Le mécanisme d'impulsion est l'exploit technique spécifique que les chercheurs trouvent le plus remarquable : le système du coléoptère produit un jet pulsé plutôt qu'un jet continu, utilisant une valve qui s'ouvre et se ferme rapidement au fur et à mesure que la pression monte et se relâche. Cette distribution pulsée est plus efficace qu'un jet continu avec la même production chimique totale, car les impulsions maintiennent une température élevée à la buse tout en utilisant moins de réactif.
Des chercheurs du MIT et de Leeds ont étudié le système de mélange binaire et le mécanisme à impulsions du coléoptère bombardier pour des applications incluant les systèmes d'injection de carburant (mélange plus efficace lors de la combustion), les systèmes de suppression d'incendie (taille et distribution des gouttelettes plus efficaces), et les systèmes de délivrance de médicaments (libération contrôlée à intervalles précis). L'ingénierie chimique du coléoptère est en service depuis environ 250 millions d'années.

Schokraie E, et al. / Wikimedia Commons (CC BY 2.5)
Les tardigrades (Tardigrada) — les animaux microscopiques à huit pattes parfois appelés oursons d'eau — survivent à une dessiccation complète (perte de toute l'eau corporelle), à des températures allant de près du zéro absolu à 150°C, au vide, à de fortes doses de rayonnement ionisant, et à des extrêmes de pression qui tueraient tout autre animal connu. Ils accomplissent cela en entrant dans un état appelé cryptobiose, dans lequel le métabolisme cesse essentiellement, le corps remplace l'eau par un sucre appelé tréhalose qui stabilise les structures cellulaires, et une classe de protéines appelées protéines intrinsèquement désordonnées forme une matrice semblable au verre autour et à l'intérieur des cellules qui empêche les dommages structurels pendant la dessiccation.
Le mécanisme de survie à la dessiccation du tardigrade suscite un intérêt intense chez les chercheurs travaillant sur le stockage de vaccins et de produits pharmaceutiques, la préservation des organes, et la survie des matériaux biologiques dans l'espace.

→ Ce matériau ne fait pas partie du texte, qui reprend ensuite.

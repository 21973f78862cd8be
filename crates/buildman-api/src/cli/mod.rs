//! CLI command definitions and dispatch for the `bman` binary.
//!
//! Uses clap derive macros for argument parsing. Every command that takes a
//! `<build>` argument accepts either a build id or its exact name.

pub mod apply;
pub mod build;
pub mod catalog;
pub mod live;
pub mod transfer;

use clap::{Parser, Subcommand};
use clap_complete::Shell;

/// Manage and apply HWM character builds.
#[derive(Parser)]
#[command(name = "bman", version, about, long_about = None)]
#[command(propagate_version = true)]
pub struct Cli {
    /// Output machine-readable JSON instead of styled text.
    #[arg(long, global = true)]
    pub json: bool,

    /// Suppress all output except errors.
    #[arg(long, global = true)]
    pub quiet: bool,

    /// Detailed output (-v for verbose, -vv for debug/trace).
    #[arg(short, long, action = clap::ArgAction::Count, global = true)]
    pub verbose: u8,

    /// Raw `Cookie` header of a logged-in game session.
    #[arg(long, global = true, env = "BUILDMAN_SESSION", hide_env_values = true)]
    pub session: Option<String>,

    #[command(subcommand)]
    pub command: Commands,
}

#[derive(Subcommand)]
pub enum Commands {
    /// List all saved builds.
    #[command(alias = "ls")]
    List,

    /// Show details of a build.
    Show {
        /// Build id or name.
        build: String,
    },

    /// Create a new build with default values.
    New {
        /// Name to give the build instead of the generated one.
        #[arg(long)]
        name: Option<String>,
    },

    /// Copy a build under a new id.
    #[command(alias = "cp")]
    Duplicate {
        /// Build id or name.
        build: String,
    },

    /// Delete a build.
    #[command(alias = "rm")]
    Remove {
        /// Build id or name.
        build: String,

        /// Skip confirmation prompt.
        #[arg(long)]
        force: bool,
    },

    /// Edit fields of a saved build.
    Edit(build::EditArgs),

    /// Print (or write) all builds as JSON.
    Export {
        /// Write to this file instead of stdout.
        #[arg(short, long)]
        output: Option<std::path::PathBuf>,
    },

    /// Replace all builds with the contents of a JSON export.
    Import {
        /// Path to a file produced by `bman export`.
        file: std::path::PathBuf,
    },

    /// Make a build active on the live account.
    Apply {
        /// Build id or name.
        build: String,

        /// Re-apply every part even if the build is already current.
        #[arg(long)]
        force: bool,
    },

    /// Forget the active build without touching the live account.
    Clear,

    /// Show the active build and whether it is out of date.
    Status,

    /// Show the live account state as read from the game.
    Live,

    /// Copy live account state into a saved build.
    #[command(name = "import-live")]
    ImportLive {
        /// Build id or name.
        build: String,

        /// Copy the live faction.
        #[arg(long)]
        fraction: bool,

        /// Copy the learned skills.
        #[arg(long)]
        skill: bool,

        /// Copy the troop counts.
        #[arg(long)]
        army: bool,
    },

    /// Equipment set names (sync from the game, list).
    Inventory {
        #[command(subcommand)]
        action: InventoryCommand,
    },

    /// Browse the fixed catalogs.
    Catalog {
        #[command(subcommand)]
        resource: CatalogResource,
    },

    /// Start the REST API server for the browser overlay.
    Serve {
        /// Port to listen on.
        #[arg(short, long, default_value = "3000")]
        port: u16,

        /// Host to bind to.
        #[arg(long, default_value = "127.0.0.1")]
        host: String,

        /// Export spans to OpenTelemetry (stdout exporter).
        #[arg(long)]
        otel: bool,
    },

    /// Generate shell completions.
    Completions {
        /// Shell to generate completions for.
        shell: Shell,
    },
}

#[derive(Subcommand)]
pub enum InventoryCommand {
    /// Fetch the inventory page and take over the set names shown there.
    Sync,
    /// List equipment sets with their current names.
    #[command(alias = "ls")]
    List,
}

#[derive(Subcommand)]
pub enum CatalogResource {
    /// All factions and subclasses.
    Fractions,
    /// Equipment sets.
    Inventory,
    /// Skills grouped by skill wheel section.
    Skills,
}
//! Business logic services (use cases).
//!
//! Services own the build list, the active selection and the path from a
//! saved build to the live account. They depend on traits (ports), never
//! on concrete infrastructure implementations.

pub mod build;
pub mod current;
pub mod manager;
pub mod validate;

pub use build::{BuildRepository, Removed};
pub use current::ActiveBuildTracker;
pub use manager::{BuildManager, LiveFields};
//! Commands that read the live account: live, import-live, inventory.

use std::time::Duration;

use anyhow::Result;
use comfy_table::{Cell, Color, ContentArrangement, Table, presets};
use console::style;
use indicatif::{ProgressBar, ProgressStyle};

use buildman_core::service::LiveFields;

use super::build::{fraction_name, resolve};
use crate::state::AppState;

fn spinner(message: &str, hidden: bool) -> Result<ProgressBar> {
    let spinner = if hidden {
        ProgressBar::hidden()
    } else {
        ProgressBar::new_spinner()
    };
    spinner.set_style(ProgressStyle::default_spinner().template("{spinner:.cyan} {msg}")?);
    spinner.set_message(message.to_string());
    spinner.enable_steady_tick(Duration::from_millis(80));
    Ok(spinner)
}

/// Print what the game pages currently show.
pub async fn live(state: &AppState, json: bool) -> Result<()> {
    let progress = spinner("Reading live account...", json)?;
    let result = state.manager.live().await;
    progress.finish_and_clear();
    let live = result?;

    if json {
        println!("{}", serde_json::to_string_pretty(&live)?);
        return Ok(());
    }

    let catalogs = state.manager.catalogs();
    let unknown = style("unknown").dim().to_string();

    println!();
    println!(
        "  {}  {}",
        style("Faction:").bold(),
        live.fraction
            .as_ref()
            .map(|f| format!("{} ({f})", fraction_name(catalogs, f)))
            .unwrap_or_else(|| unknown.clone())
    );
    println!(
        "  {}  {}",
        style("Free points:").bold(),
        live.free_attribute_points
            .map(|p| p.to_string())
            .unwrap_or_else(|| unknown.clone())
    );
    println!(
        "  {}  {}",
        style("Army:").bold(),
        live.army
            .map(|army| army.iter().map(|n| n.to_string()).collect::<Vec<_>>().join("  "))
            .unwrap_or_else(|| unknown.clone())
    );
    match &live.skill {
        Some(skills) => {
            println!("  {}  {}", style("Skills:").bold(), skills.len());
            for skill in skills {
                let name = catalogs.skill.get(skill).map(|s| s.name).unwrap_or("?");
                println!("    {} {} {}", style("•").dim(), name, style(skill.as_str()).dim());
            }
        }
        None => println!("  {}  {}", style("Skills:").bold(), unknown),
    }
    println!();

    Ok(())
}

/// Overwrite parts of a saved build with the live account's values.
/// With no field flags set, every readable field is copied.
pub async fn import_live(
    state: &AppState,
    query: &str,
    fields: LiveFields,
    json: bool,
) -> Result<()> {
    let build = resolve(state, query).await?;
    let fields = if fields.is_empty() { LiveFields::all() } else { fields };

    let progress = spinner("Reading live account...", json)?;
    let result = state.manager.import_live(&build.id, fields).await;
    progress.finish_and_clear();
    let imported = result?;

    if json {
        println!("{}", serde_json::to_string_pretty(&imported)?);
        return Ok(());
    }

    let mut copied = Vec::new();
    if fields.fraction && imported.fraction != build.fraction {
        copied.push("faction");
    }
    if fields.skill && imported.skill != build.skill {
        copied.push("skills");
    }
    if fields.army && imported.army != build.army {
        copied.push("army");
    }

    println!();
    if copied.is_empty() {
        println!(
            "  {} {} already matches the live account.",
            style("i").blue().bold(),
            style(&imported.name).cyan()
        );
    } else {
        println!(
            "  {} Updated {} of {}",
            style("✓").green().bold(),
            copied.join(", "),
            style(&imported.name).cyan()
        );
    }
    println!();
    Ok(())
}

pub async fn sync_inventory(state: &AppState, json: bool) -> Result<()> {
    let progress = spinner("Reading inventory page...", json)?;
    let result = state.manager.sync_inventory_names().await;
    progress.finish_and_clear();
    let applied = result?;

    if json {
        println!("{}", serde_json::json!({ "applied": applied }));
        return Ok(());
    }

    println!();
    println!(
        "  {} Took over {} set name{}",
        style("✓").green().bold(),
        applied,
        if applied == 1 { "" } else { "s" }
    );
    println!();
    Ok(())
}

pub fn list_inventory(state: &AppState, json: bool) -> Result<()> {
    let inventory = &state.manager.catalogs().inventory;

    if json {
        let sets: Vec<serde_json::Value> = inventory
            .list()
            .iter()
            .map(|set| {
                serde_json::json!({
                    "id": set.id,
                    "type": set.kind,
                    "value": set.value,
                    "name": inventory.name(&set.id),
                })
            })
            .collect();
        println!("{}", serde_json::to_string_pretty(&sets)?);
        return Ok(());
    }

    let mut table = Table::new();
    table.load_preset(presets::UTF8_FULL_CONDENSED);
    table.set_content_arrangement(ContentArrangement::Dynamic);
    table.set_header(vec![
        Cell::new("Id").fg(Color::White),
        Cell::new("Name").fg(Color::White),
        Cell::new("Default").fg(Color::White),
    ]);

    for set in inventory.list() {
        let name = inventory.name(&set.id).unwrap_or_default();
        let renamed = name != set.default_name;
        table.add_row(vec![
            Cell::new(set.id.as_str()).fg(Color::DarkGrey),
            if renamed {
                Cell::new(&name).fg(Color::Cyan)
            } else {
                Cell::new(&name)
            },
            Cell::new(set.default_name).fg(Color::DarkGrey),
        ]);
    }

    println!();
    println!("{table}");
    println!();
    Ok(())
}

Les vaccins actuels et de nombreux médicaments biologiques nécessitent une réfrigération tout au long de leur chaîne d'approvisionnement — un défi logistique et de coût important dans les milieux à faibles ressources dans le monde entier. Un mécanisme de survie à la dessiccation qui préserverait la puissance des vaccins à température ambiante serait transformateur.

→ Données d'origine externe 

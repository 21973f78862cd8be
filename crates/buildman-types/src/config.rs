//! Global configuration types for buildman.
//!
//! `GlobalConfig` represents the top-level `config.toml` that controls which
//! game server is driven and how requests against it are issued.

use serde::{Deserialize, Serialize};

/// Top-level configuration for the build manager.
///
/// Loaded from `~/.buildman/config.toml`. All fields have sensible defaults.
#[derive(Debug, Clone, Serialize, Deserialize)]
pub struct GlobalConfig {
    /// Base URL of the game server (no trailing slash needed).
    #[serde(default = "default_game_url")]
    pub game_url: String,

    /// Per-request timeout in seconds.
    #[serde(default = "default_request_timeout_secs")]
    pub request_timeout_secs: u64,

    /// User-Agent header sent with every game request.
    #[serde(default = "default_user_agent")]
    pub user_agent: String,
}

fn default_game_url() -> String {
    "https://www.heroeswm.ru".to_string()
}

fn default_request_timeout_secs() -> u64 {
    30
}

fn default_user_agent() -> String {
    format!("buildman/{}", env!("CARGO_PKG_VERSION"))
}

impl Default for GlobalConfig {
    fn default() -> Self {
        Self {
            game_url: default_game_url(),
            request_timeout_secs: default_request_timeout_secs(),
            user_agent: default_user_agent(),
        }
    }
}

Des chercheurs de l'Université du Wisconsin et d'ailleurs ont inséré des protéines de dessiccation de tardigrades dans des cellules humaines et ont découvert qu'elles conféraient une résistance mesurable à la dessiccation — suggérant que la solution moléculaire du tardigrade est au moins partiellement transférable. Les applications en sont au stade de recherche précoce ; la solution du tardigrade est en service depuis environ 500 millions d'années.

Kirill Moiseev / Pexels
La soie d'araignée est simultanément plus résistante que l'acier à poids égal, plus élastique que le nylon et biodégradable — une combinaison de propriétés mécaniques qu'aucun matériau conçu par l'homme n'a entièrement reproduite. La soie de fil de traînée, la soie structurelle que les araignées utilisent pour les rayons des toiles d'orbites, a une résistance à la traction d'environ 1,3 GPa et peut s'étirer jusqu'à 140 % de sa longueur d'origine avant de se casser. La soie de spirale capturante est encore plus élastique.

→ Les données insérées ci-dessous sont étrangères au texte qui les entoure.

//! Remote State Reader: fetches game pages and runs the page extractors.

use std::sync::Arc;

use buildman_types::build::{Army, FractionId, SkillId};
use buildman_types::error::RemoteError;
use buildman_types::live::{InventoryLabel, LiveState};

use crate::catalog::Catalogs;
use crate::game::client::GameClient;
use crate::game::request::GameRequest;

use super::extract;

pub const CASTLE_PAGE: &str = "/castle.php";
pub const SKILLWHEEL_PAGE: &str = "/skillwheel.php";
pub const ARMY_PAGE: &str = "/army.php";
pub const HOME_PAGE: &str = "/home.php";

/// Read-only view of the live account.
///
/// Every read is a fresh page fetch. Transport failures are errors; pages
/// that cannot be parsed yield `Ok(None)`.
pub struct RemoteStateReader<C: GameClient> {
    client: Arc<C>,
    catalogs: Arc<Catalogs>,
}

impl<C: GameClient> RemoteStateReader<C> {
    pub fn new(client: Arc<C>, catalogs: Arc<Catalogs>) -> Self {
        Self { client, catalogs }
    }

    async fn page(&self, path: &str) -> Result<String, RemoteError> {
        tracing::debug!(path, "reading live page");
        self.client.send(&GameRequest::get(path)).await
    }

    pub async fn fraction(&self) -> Result<Option<FractionId>, RemoteError> {
        let html = self.page(CASTLE_PAGE).await?;
        let fraction = extract::fraction(&html, &self.catalogs.fraction);
        if fraction.is_none() {
            tracing::warn!("could not determine live fraction");
        }
        Ok(fraction)
    }

    pub async fn skill(&self) -> Result<Option<Vec<SkillId>>, RemoteError> {
        let html = self.page(SKILLWHEEL_PAGE).await?;
        let Some(skills) = extract::skills(&html) else {
            tracing::warn!("could not determine live skills");
            return Ok(None);
        };

        let (known, unknown): (Vec<SkillId>, Vec<SkillId>) = skills
            .into_iter()
            .partition(|id| self.catalogs.skill.contains(id));
        if !unknown.is_empty() {
            tracing::warn!(?unknown, "ignoring live skills missing from the catalog");
        }
        Ok(Some(known))
    }

    pub async fn army(&self) -> Result<Option<Army>, RemoteError> {
        let html = self.page(ARMY_PAGE).await?;
        let army = extract::army(&html);
        if army.is_none() {
            tracing::warn!("could not determine live army");
        }
        Ok(army)
    }

    pub async fn free_attribute_points(&self) -> Result<Option<u32>, RemoteError> {
        let html = self.page(HOME_PAGE).await?;
        let points = extract::free_attribute_points(&html);
        if points.is_none() {
            tracing::warn!("could not determine free attribute points");
        }
        Ok(points)
    }

    /// Signed reset link from the home page, if the page carries one.
    pub async fn reset_link(&self) -> Result<Option<String>, RemoteError> {
        let html = self.page(HOME_PAGE).await?;
        Ok(extract::reset_link(&html))
    }

    /// Equipment-set labels as named by the player.
    ///
    /// `page` is the page the given markup came from; anything other than
    /// the inventory page yields `None`.
    pub fn inventory_labels_if_available(&self, page: &str, html: &str) -> Option<Vec<InventoryLabel>> {
        extract::inventory_labels(page, html)
    }

    /// Visit the inventory page and read the set labels from it.
    pub async fn inventory_labels(&self) -> Result<Option<Vec<InventoryLabel>>, RemoteError> {
        let html = self.page(extract::INVENTORY_PAGE).await?;
        Ok(self.inventory_labels_if_available(extract::INVENTORY_PAGE, &html))
    }

    /// Everything readable about the live account, one page at a time.
    pub async fn snapshot(&self) -> Result<LiveState, RemoteError> {
        Ok(LiveState {
            fraction: self.fraction().await?,
            skill: self.skill().await?,
            army: self.army().await?,
            free_attribute_points: self.free_attribute_points().await?,
        })
    }
}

Les propriétés mécaniques émergent de la structure protéique spécifique de la soie d'araignée : une organisation hiérarchique de régions de feuillets bêta cristallins (responsables de la résistance) et de régions amorphes (responsables de l'élasticité) à plusieurs échelles, du niveau moléculaire au niveau des fibres. La combinaison de propriétés est produite par le processus de filage, qui aligne les chaînes protéiques sous tension contrôlée à mesure que la soie sort du fuseau.
Le défi de reproduire la soie d'araignée a occupé les scientifiques des matériaux pendant des décennies. Les araignées ne peuvent pas être élevées à grande échelle (elles sont territoriales et cannibales), donc la production recombinante de protéines de soie dans des bactéries, des levures et des chèvres transgéniques (dont le lait contient des protéines de soie) a été poursuivie. Bolt Threads et Spiber ont produit des matériaux de soie d'araignée recombinants à l'échelle commerciale ; les propriétés mécaniques des versions synthétiques approchent mais n'ont pas encore égalé celles de la soie d'araignée naturelle. Les applications incluent les sutures médicales, les vêtements de protection, les composants aérospatiaux et les matériaux structurels biodégradables.

Daniel Torobekov / Pexels
La peau de requin est recouverte de structures microscopiques en forme de dents appelées denticules dermiques (ou écailles placoïdes) qui réduisent la traînée en perturbant la couche limite turbulente de l'eau s'écoulant sur le corps du requin, permettant une nage plus rapide avec moins de dépense d'énergie. Les denticules empêchent également l'attachement de balanes, d'algues et de micro-organismes — une fonction antifouling auto-nettoyante obtenue sans aucune chimie biocide.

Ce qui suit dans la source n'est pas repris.